Can we agree also that 'Jared' is a dumb name for a jewelry chain? It's a first name. It doesn't make any sense to name your store 'Jared'. This is one of the many reasons I cringe and change the channel when these ads come on.

Joe said...

They're definitely terrible spots. I hate the one where two girls are getting picture messages from their friend on a date... "ooh, he took her to Che Fran Souis (however you spell the stupid "French" name of the restaurant)... "ooh he went to Jared..."... and then they send the text asking if the dude has brothers? Are you kidding me? I HATE that they're trying to create a phenomenon with "He went to Jared."

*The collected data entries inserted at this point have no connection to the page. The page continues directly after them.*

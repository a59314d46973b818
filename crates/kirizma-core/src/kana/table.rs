//! Fixed kana lookup tables.

use crate::config::RomajiRules;

/// Consonant letter of a kana under the default romanization.
pub fn default_letter(kana: char) -> Option<char> {
    let letter = match kana {
        'あ' => 'A',
        'い' => 'I',
        'う' => 'U',
        'え' => 'E',
        'お' => 'O',
        'か' | 'き' | 'く' | 'け' | 'こ' => 'K',
        'さ' | 'し' | 'す' | 'せ' | 'そ' => 'S',
        'た' | 'ち' | 'つ' | 'て' | 'と' => 'T',
        'な' | 'に' | 'ぬ' | 'ね' | 'の' => 'N',
        'は' | 'ひ' | 'ふ' | 'へ' | 'ほ' => 'H',
        'ま' | 'み' | 'む' | 'め' | 'も' => 'M',
        'や' | 'ゆ' | 'よ' => 'Y',
        'ら' | 'り' | 'る' | 'れ' | 'ろ' => 'R',
        'わ' | 'を' => 'W',
        'ん' => 'N',
        'が' | 'ぎ' | 'ぐ' | 'げ' | 'ご' => 'G',
        'ざ' | 'じ' | 'ず' | 'ぜ' | 'ぞ' => 'Z',
        'だ' | 'ぢ' | 'づ' | 'で' | 'ど' => 'D',
        'ば' | 'び' | 'ぶ' | 'べ' | 'ぼ' => 'B',
        'ぱ' | 'ぴ' | 'ぷ' | 'ぺ' | 'ぽ' => 'P',
        _ => return None,
    };
    Some(letter)
}

/// Consonant letter of a kana with `rules` applied on top of the default.
pub fn romaji_letter(kana: char, rules: &RomajiRules) -> Option<char> {
    match kana {
        'じ' if rules.use_j_for_zi => Some('J'),
        'ち' if rules.use_c_for_chi => Some('C'),
        'ふ' if rules.use_f_for_fu => Some('F'),
        'ら' | 'り' | 'る' | 'れ' | 'ろ' if rules.use_l_for_ra_row => Some('L'),
        'ん' if rules.use_x_for_n => Some('X'),
        _ => default_letter(kana),
    }
}

/// Syllable lane of a kana. Voiced and semi-voiced kana share the lane of
/// their base consonant.
pub fn kana_lane(kana: char) -> Option<&'static str> {
    let lane = match kana {
        'あ' => "A",
        'い' => "I",
        'う' => "U",
        'え' => "E",
        'お' => "O",
        'か' | 'が' => "KA",
        'き' | 'ぎ' => "KI",
        'く' | 'ぐ' => "KU",
        'け' | 'げ' => "KE",
        'こ' | 'ご' => "KO",
        'さ' | 'ざ' => "SA",
        'し' | 'じ' => "SI",
        'す' | 'ず' => "SU",
        'せ' | 'ぜ' => "SE",
        'そ' | 'ぞ' => "SO",
        'た' | 'だ' => "TA",
        'ち' | 'ぢ' => "TI",
        'つ' | 'づ' => "TU",
        'て' | 'で' => "TE",
        'と' | 'ど' => "TO",
        'な' => "NA",
        'に' => "NI",
        'ぬ' => "NU",
        'ね' => "NE",
        'の' => "NO",
        'は' | 'ば' | 'ぱ' => "HA",
        'ひ' | 'び' | 'ぴ' => "HI",
        'ふ' | 'ぶ' | 'ぷ' => "HU",
        'へ' | 'べ' | 'ぺ' => "HE",
        'ほ' | 'ぼ' | 'ぽ' => "HO",
        'ま' => "MA",
        'み' => "MI",
        'む' => "MU",
        'め' => "ME",
        'も' => "MO",
        'や' => "YA",
        'ゆ' => "YU",
        'よ' => "YO",
        'ら' => "RA",
        'り' => "RI",
        'る' => "RU",
        'れ' => "RE",
        'ろ' => "RO",
        'わ' => "WA",
        'を' => "WO",
        'ん' => "NN",
        _ => return None,
    };
    Some(lane)
}

#[cfg(test)]
mod tests {
    use super::*;

    #[test]
    fn test_default_letters() {
        assert_eq!(default_letter('あ'), Some('A'));
        assert_eq!(default_letter('き'), Some('K'));
        assert_eq!(default_letter('ん'), Some('N'));
        assert_eq!(default_letter('ぷ'), Some('P'));
        assert_eq!(default_letter('ゎ'), None);
        assert_eq!(default_letter('ー'), None);
    }

    #[test]
    fn test_rules_override_defaults() {
        let off = RomajiRules::default();
        let on = RomajiRules {
            use_j_for_zi: true,
            use_c_for_chi: true,
            use_f_for_fu: true,
            use_l_for_ra_row: true,
            use_x_for_n: true,
        };

        for (kana, default, alternate) in [
            ('じ', 'Z', 'J'),
            ('ち', 'T', 'C'),
            ('ふ', 'H', 'F'),
            ('ら', 'R', 'L'),
            ('ろ', 'R', 'L'),
            ('ん', 'N', 'X'),
        ] {
            assert_eq!(romaji_letter(kana, &off), Some(default), "{}", kana);
            assert_eq!(romaji_letter(kana, &on), Some(alternate), "{}", kana);
        }
    }

    #[test]
    fn test_rules_leave_other_sounds_alone() {
        let rules = RomajiRules {
            use_j_for_zi: true,
            ..Default::default()
        };
        assert_eq!(romaji_letter('ざ', &rules), Some('Z'));
        assert_eq!(romaji_letter('し', &rules), Some('S'));
    }

    #[test]
    fn test_kana_lanes_fold_voiced_sounds() {
        assert_eq!(kana_lane('か'), Some("KA"));
        assert_eq!(kana_lane('が'), Some("KA"));
        assert_eq!(kana_lane('じ'), Some("SI"));
        assert_eq!(kana_lane('ぱ'), Some("HA"));
        assert_eq!(kana_lane('ば'), Some("HA"));
        assert_eq!(kana_lane('ん'), Some("NN"));
        assert_eq!(kana_lane('ゎ'), None);
    }
}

Anyway... great site, I'm hooked!

Anonymous said...

I agree with almost every commercial blast and blog that you have posted. Excellent insight. I miss the anger at the Jared commercial, perhaps this blonde actress has swayed me. I think the premise is that "Jared" as the generalization, both as a chain and as an equivalent to "jewelry store". Sort of the way people used to say 'I got it as Sears' even if there was not a Sears in their community. So her excitement is that she got engaged, not that he got a ring symbol or the place that it was purchased.

Michael said...

While I understand the offense at Jared's link between buying jewelry & the supposed 'sanctity' of marriage, I think your condemnation of the commercial is ridiculous. To say that the commercial is not successful in its message is completely off the mark. The social phenomenon that is represented should be held in contempt, but to go further and say that the commercial doesn't work is wrong. It gets its message across with a simple, memorable phrase. It may be trite, but "hate the game, not the player."

Michael said...

One more thing: Your suggestion for a commercial, while I'm sure is meant to be contemptuous and tongue-in-cheek, SUCKS. It's not any more clever than it is humorous. And you have the balls to complain about Jared's schmaltz?

Rev. Maynard Brainard said...

Looks like "Marion" (or is it "Lucy?") is a spammer. You may want to remove "her" comment from here. Just a heads-up.

Windier E. Megatons said...

Removed. You also introduced me to Michael, since I don't normally read comments on year-old posts. Michael, everyone! What's a five-letter word for "person who completely missed the point"?